Maybe you've heard of ear candling, otherwise known as thermal auricular therapy or ear coning. Proponents say that it can improve hearing by drawing out earwax, and that it is also an effective technique for treating sinus infections by removing what's causing that "stuffy" feeling.
But if you're suspicious of a technique that involves lighting a cone-shaped, 10-inch long hollow candle before placing the opposite end in your ear, you are right to be. Though people say that the heat from the flame creates suction that makes your earwax "melt" out through the candle, much evidence and many experts refute this idea, saying that - in fact - ear candling is both extremely dangerous and ineffective.
Risk for injury
According to Dr. Eric Mann, the Food and Drug Administration's clinical deputy director of Ophthalmic, Neurological, and Ear, Nose, and Throat devices, not only is ear candling unsafe but it is ineffective:
"FDA believes that there is no valid scientific evidence for any medical benefit from their use," Mann said.
In contrast, he warned of various potential risks - all vary serious - to using candling:
- Puncturing the eardrum by inserting candles. People should never insert anything into their ear canals.
- Burns to the ear canal, eardrum, middle ear and face.

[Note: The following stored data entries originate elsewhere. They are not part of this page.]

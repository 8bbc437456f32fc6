//! In-memory PDF fixtures built with lopdf.
//!
//! Every fixture is generated on the fly, so the test suite ships no binary
//! files. Pages use the standard Helvetica font and a US Letter media box.

#![allow(dead_code)]

use lopdf::{dictionary, Document, Object, Stream};
use std::io::{Cursor, Read};
use std::path::Path;

/// Build a document with one page per content stream.
pub fn document(contents: Vec<String>) -> Document {
    let mut doc = Document::with_version("1.5");
    let pages_id = doc.new_object_id();
    let font_id = doc.add_object(dictionary! {
        "Type" => "Font",
        "Subtype" => "Type1",
        "BaseFont" => "Helvetica",
    });
    let resources_id = doc.add_object(dictionary! {
        "Font" => dictionary! { "F1" => font_id },
    });

    let mut kids = Vec::new();
    for content in contents {
        let content_id = doc.add_object(Stream::new(dictionary! {}, content.into_bytes()));
        let page_id = doc.add_object(dictionary! {
            "Type" => "Page",
            "Parent" => pages_id,
            "Contents" => content_id,
        });
        kids.push(Object::Reference(page_id));
    }

    doc.objects.insert(
        pages_id,
        Object::Dictionary(dictionary! {
            "Type" => "Pages",
            "Count" => kids.len() as i64,
            "Kids" => kids,
            "Resources" => resources_id,
            "MediaBox" => vec![
                Object::Integer(0),
                Object::Integer(0),
                Object::Integer(612),
                Object::Integer(792),
            ],
        }),
    );
    let catalog_id = doc.add_object(dictionary! {
        "Type" => "Catalog",
        "Pages" => pages_id,
    });
    doc.trailer.set("Root", catalog_id);
    doc
}

/// ToUnicode CMap sending glyph IDs 3..=94 to U+0020..=U+007B, the
/// layout of a typical TrueType subset.
const GLYPH_CMAP: &[u8] = b"/CIDInit /ProcSet findresource begin
12 dict begin
begincmap
/CIDSystemInfo <<
/Registry (Adobe)
/Ordering (UCS)
/Supplement 0
>> def
/CMapName /Adobe-Identity-UCS def
/CMapType 2 def
1 begincodespacerange
<0000> <FFFF>
endcodespacerange
1 beginbfrange
<0003> <005E> <0020>
endbfrange
endcmap
CMapName currentdict /CMap defineresource pop
end
end
";

/// One page per entry of `lines`, each painted with an `Identity-H`
/// composite font whose strings only decode through its ToUnicode CMap.
pub fn composite_font_pdf(lines: &[&str]) -> Vec<u8> {
    let contents = lines
        .iter()
        .map(|line| {
            let glyphs: String = line
                .bytes()
                .map(|b| format!("{:04X}", u16::from(b) - 0x1D))
                .collect();
            format!("BT /F1 12 Tf 72 720 Td <{glyphs}> Tj ET")
        })
        .collect();
    let mut doc = document(contents);
    let cmap_id = doc.add_object(Stream::new(dictionary! {}, GLYPH_CMAP.to_vec()));
    for object in doc.objects.values_mut() {
        if let Object::Dictionary(dict) = object {
            if dict.has(b"BaseFont") {
                dict.set("Subtype", "Type0");
                dict.set("BaseFont", "ABCDEF+NotoSans");
                dict.set("Encoding", "Identity-H");
                dict.set("ToUnicode", cmap_id);
            }
        }
    }
    save(doc)
}

pub fn save(mut doc: Document) -> Vec<u8> {
    let mut buf = Vec::new();
    doc.save_to(&mut buf).expect("fixture saves");
    buf
}

/// Content stream painting `lines` top-down, one per baseline.
pub fn lines_content(lines: &[&str]) -> String {
    let mut s = String::from("BT /F1 12 Tf 14 TL 72 720 Td ");
    for (i, line) in lines.iter().enumerate() {
        if i > 0 {
            s.push_str("T* ");
        }
        s.push_str(&format!("({}) Tj ", escape(line)));
    }
    s.push_str("ET");
    s
}

/// Content stream painting `rows` as an aligned grid, columns 120 pt apart.
pub fn grid_content(top: i32, rows: &[&[&str]]) -> String {
    let mut s = String::from("BT /F1 10 Tf ");
    for (r, row) in rows.iter().enumerate() {
        let y = top - 18 * r as i32;
        for (c, cell) in row.iter().enumerate() {
            let x = 72 + 120 * c as i32;
            s.push_str(&format!("1 0 0 1 {x} {y} Tm ({}) Tj ", escape(cell)));
        }
    }
    s.push_str("ET");
    s
}

fn escape(text: &str) -> String {
    text.replace('\\', "\\\\")
        .replace('(', "\\(")
        .replace(')', "\\)")
}

/// One page per entry, each page showing its label as a single line.
pub fn labelled_pdf(labels: &[&str]) -> Vec<u8> {
    save(document(
        labels.iter().map(|l| lines_content(&[l])).collect(),
    ))
}

/// A page with a 256×256 raw RGB gradient image: large uncompressed, tiny
/// as JPEG.
pub fn image_pdf() -> Vec<u8> {
    let mut doc = document(vec![
        "q 256 0 0 256 100 400 cm /Im1 Do Q BT /F1 12 Tf 72 720 Td (Figure 1) Tj ET".to_string(),
    ]);
    let (w, h) = (256u32, 256u32);
    let mut pixels = Vec::with_capacity((w * h * 3) as usize);
    for y in 0..h {
        for x in 0..w {
            pixels.extend_from_slice(&[x as u8, y as u8, ((x + y) / 2) as u8]);
        }
    }
    let image_id = doc.add_object(Stream::new(
        dictionary! {
            "Type" => "XObject",
            "Subtype" => "Image",
            "Width" => w as i64,
            "Height" => h as i64,
            "ColorSpace" => "DeviceRGB",
            "BitsPerComponent" => 8,
        },
        pixels,
    ));

    let page_id = *doc.get_pages().values().next().expect("one page");
    if let Ok(Object::Dictionary(page)) = doc.get_object_mut(page_id) {
        page.set(
            "Resources",
            dictionary! { "XObject" => dictionary! { "Im1" => image_id } },
        );
    }
    save(doc)
}

/// Decoded content stream of every page, in page order.
pub fn page_contents(pdf: &[u8]) -> Vec<String> {
    let doc = Document::load_mem(pdf).expect("output parses");
    doc.get_pages()
        .values()
        .map(|&id| String::from_utf8_lossy(&doc.get_page_content(id).expect("content")).into_owned())
        .collect()
}

pub fn page_count(pdf: &[u8]) -> usize {
    Document::load_mem(pdf).expect("output parses").get_pages().len()
}

/// Text of one part of an OOXML (zip) package.
pub fn zip_part(package: &[u8], name: &str) -> String {
    let mut archive = zip::ZipArchive::new(Cursor::new(package)).expect("valid zip");
    let mut out = String::new();
    archive
        .by_name(name)
        .expect("part exists")
        .read_to_string(&mut out)
        .expect("utf-8 part");
    out
}

pub fn read(path: &Path) -> Vec<u8> {
    std::fs::read(path).expect("output file readable")
}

- Injury to the ear from hot, dripping wax.
- Starting a fire
- Having ears plugged by candle wax
- Not getting proper treatment for the underlying medical condition, such as hearing loss, sinus and ear infections, tumor, earwax buildup or TMJ disorders
So-called "candlers" claim that their practice is based on the laws of science, physics and the human body. However, none of this is true. Here are some common claims by proponents of candling, as well as why their statements are false:
Connections in our head allow us to drain everything through the ear
This is completely false. While arteries, lymph systems, veins and neural networks all connect throughout our bodies, there are no open passages that allow fluids from the sinuses to pass through the ear drum.
Oxygen from a lit candle creates a vacuum to draw out wax
In fact, this isn't possible - there isn't enough force for a vacuum. Ear wax naturally works its way toward the outer ears very slowly on its own.
Ear wax buildup
If you have earwax buildup, also called a cerumen blockage, the best thing to do is to avoid putting anything in your ears - including cotton swabs. Instead, visit an audiologist or another hearing health care professional who is skilled at removing ear wax. He or she can also provide you with information on maintaining ear and hearing health and what to do if you have ears that produce more wax than others. Remember that ear wax is actually beneficial in keeping debris and skin cells away from the ear drum. In most cases, there is no reason to actively remove ear wax from your ear canal.